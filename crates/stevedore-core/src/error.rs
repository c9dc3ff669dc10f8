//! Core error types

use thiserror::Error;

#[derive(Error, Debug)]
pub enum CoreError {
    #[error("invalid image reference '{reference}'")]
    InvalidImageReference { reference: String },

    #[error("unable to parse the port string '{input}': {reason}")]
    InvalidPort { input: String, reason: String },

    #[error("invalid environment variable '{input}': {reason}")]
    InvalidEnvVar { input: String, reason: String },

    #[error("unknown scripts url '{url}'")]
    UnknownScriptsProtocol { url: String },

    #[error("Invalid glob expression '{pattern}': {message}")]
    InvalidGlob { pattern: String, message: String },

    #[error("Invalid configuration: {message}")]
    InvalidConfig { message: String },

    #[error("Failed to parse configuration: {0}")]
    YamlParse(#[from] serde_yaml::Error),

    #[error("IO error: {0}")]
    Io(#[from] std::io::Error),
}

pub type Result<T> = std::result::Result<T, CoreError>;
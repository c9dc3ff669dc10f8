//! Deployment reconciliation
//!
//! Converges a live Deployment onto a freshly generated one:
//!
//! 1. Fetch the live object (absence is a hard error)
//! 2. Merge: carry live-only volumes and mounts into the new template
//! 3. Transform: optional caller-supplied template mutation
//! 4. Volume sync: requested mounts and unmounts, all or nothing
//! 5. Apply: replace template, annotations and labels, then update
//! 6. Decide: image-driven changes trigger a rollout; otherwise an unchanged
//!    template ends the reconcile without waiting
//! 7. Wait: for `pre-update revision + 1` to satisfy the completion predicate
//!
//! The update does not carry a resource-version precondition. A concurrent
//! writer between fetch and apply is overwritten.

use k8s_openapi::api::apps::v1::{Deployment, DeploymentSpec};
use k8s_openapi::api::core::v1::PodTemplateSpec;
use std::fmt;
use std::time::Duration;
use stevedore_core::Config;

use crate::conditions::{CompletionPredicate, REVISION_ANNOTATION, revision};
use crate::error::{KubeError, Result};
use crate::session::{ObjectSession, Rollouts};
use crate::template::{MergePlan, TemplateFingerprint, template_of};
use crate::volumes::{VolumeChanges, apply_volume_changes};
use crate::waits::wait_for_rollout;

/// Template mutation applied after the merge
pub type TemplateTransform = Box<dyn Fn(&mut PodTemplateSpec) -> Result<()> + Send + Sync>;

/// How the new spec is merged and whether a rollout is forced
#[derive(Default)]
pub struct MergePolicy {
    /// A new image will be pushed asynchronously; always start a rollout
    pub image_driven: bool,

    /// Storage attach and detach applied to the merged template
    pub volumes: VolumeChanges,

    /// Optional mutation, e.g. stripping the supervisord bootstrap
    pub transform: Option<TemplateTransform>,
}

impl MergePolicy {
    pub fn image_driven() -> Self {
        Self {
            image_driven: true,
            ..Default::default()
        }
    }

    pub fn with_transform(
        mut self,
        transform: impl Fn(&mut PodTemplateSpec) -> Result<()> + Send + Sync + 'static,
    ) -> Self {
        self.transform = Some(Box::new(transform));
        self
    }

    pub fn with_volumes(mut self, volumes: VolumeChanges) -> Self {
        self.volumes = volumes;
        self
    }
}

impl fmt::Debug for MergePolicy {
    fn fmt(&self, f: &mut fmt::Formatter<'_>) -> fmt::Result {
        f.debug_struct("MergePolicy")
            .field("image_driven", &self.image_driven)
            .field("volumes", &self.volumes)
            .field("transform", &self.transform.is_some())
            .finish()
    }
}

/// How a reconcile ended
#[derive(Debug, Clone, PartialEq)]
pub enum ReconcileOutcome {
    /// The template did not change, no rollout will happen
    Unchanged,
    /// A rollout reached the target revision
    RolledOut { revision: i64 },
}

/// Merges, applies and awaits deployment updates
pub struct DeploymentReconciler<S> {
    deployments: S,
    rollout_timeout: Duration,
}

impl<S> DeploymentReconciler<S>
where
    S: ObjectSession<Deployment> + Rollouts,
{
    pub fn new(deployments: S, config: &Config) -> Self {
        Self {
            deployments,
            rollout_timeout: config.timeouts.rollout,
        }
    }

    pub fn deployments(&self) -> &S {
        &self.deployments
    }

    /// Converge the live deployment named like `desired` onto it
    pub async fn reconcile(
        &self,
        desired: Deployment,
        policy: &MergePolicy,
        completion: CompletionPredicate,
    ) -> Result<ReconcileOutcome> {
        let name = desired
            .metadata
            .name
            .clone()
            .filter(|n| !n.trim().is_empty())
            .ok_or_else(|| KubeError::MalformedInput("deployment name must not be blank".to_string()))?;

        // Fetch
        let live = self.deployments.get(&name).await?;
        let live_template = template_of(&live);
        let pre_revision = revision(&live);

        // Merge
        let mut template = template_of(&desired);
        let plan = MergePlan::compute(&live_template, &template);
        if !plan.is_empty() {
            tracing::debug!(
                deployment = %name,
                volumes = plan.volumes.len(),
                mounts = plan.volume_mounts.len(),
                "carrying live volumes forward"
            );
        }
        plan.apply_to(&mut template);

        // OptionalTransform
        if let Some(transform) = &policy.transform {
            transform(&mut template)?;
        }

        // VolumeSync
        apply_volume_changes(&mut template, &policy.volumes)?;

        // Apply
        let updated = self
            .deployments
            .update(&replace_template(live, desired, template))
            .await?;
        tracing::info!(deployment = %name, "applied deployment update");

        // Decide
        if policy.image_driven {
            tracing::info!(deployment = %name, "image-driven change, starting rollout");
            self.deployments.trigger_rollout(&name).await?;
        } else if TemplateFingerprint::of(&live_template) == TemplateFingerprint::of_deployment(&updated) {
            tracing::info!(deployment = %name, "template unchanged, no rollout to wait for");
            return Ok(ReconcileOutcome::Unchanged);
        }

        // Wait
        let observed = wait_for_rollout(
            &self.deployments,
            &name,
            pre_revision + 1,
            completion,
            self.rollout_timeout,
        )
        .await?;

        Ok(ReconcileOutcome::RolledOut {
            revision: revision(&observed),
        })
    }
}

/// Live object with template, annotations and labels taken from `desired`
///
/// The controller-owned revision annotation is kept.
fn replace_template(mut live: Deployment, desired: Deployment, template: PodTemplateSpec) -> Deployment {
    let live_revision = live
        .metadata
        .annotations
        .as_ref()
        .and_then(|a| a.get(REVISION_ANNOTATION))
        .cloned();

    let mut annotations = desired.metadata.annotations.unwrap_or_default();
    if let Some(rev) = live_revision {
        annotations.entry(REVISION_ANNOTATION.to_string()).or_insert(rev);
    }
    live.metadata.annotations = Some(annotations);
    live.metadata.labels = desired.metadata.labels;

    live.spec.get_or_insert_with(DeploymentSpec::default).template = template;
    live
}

__TASK BRIEF__: Each line from the start of the listing above through the line containing "the new template" should be copied exactly, please, with no other lines added.

__EXERCISE SOLUTION__:
filename crates/stevedore-core/src/error.rs
repository c9dc3ff669dc10f8
//! Core error types

use thiserror::Error;

#[derive(Error, Debug)]
pub enum CoreError {
    #[error("invalid image reference '{reference}'")]
    InvalidImageReference { reference: String },

    #[error("unable to parse the port string '{input}': {reason}")]
    InvalidPort { input: String, reason: String },

    #[error("invalid environment variable '{input}': {reason}")]
    InvalidEnvVar { input: String, reason: String },

    #[error("unknown scripts url '{url}'")]
    UnknownScriptsProtocol { url: String },

    #[error("Invalid glob expression '{pattern}': {message}")]
    InvalidGlob { pattern: String, message: String },

    #[error("Invalid configuration: {message}")]
    InvalidConfig { message: String },

    #[error("Failed to parse configuration: {0}")]
    YamlParse(#[from] serde_yaml::Error),

    #[error("IO error: {0}")]
    Io(#[from] std::io::Error),
}

pub type Result<T> = std::result::Result<T, CoreError>;
repository c9dc3ff669dc10f8
//! Deployment reconciliation
//!
//! Converges a live Deployment onto a freshly generated one:
//!
//! 1. Fetch the live object (absence is a hard error)
//! 2. Merge: carry live-only volumes and mounts into the new template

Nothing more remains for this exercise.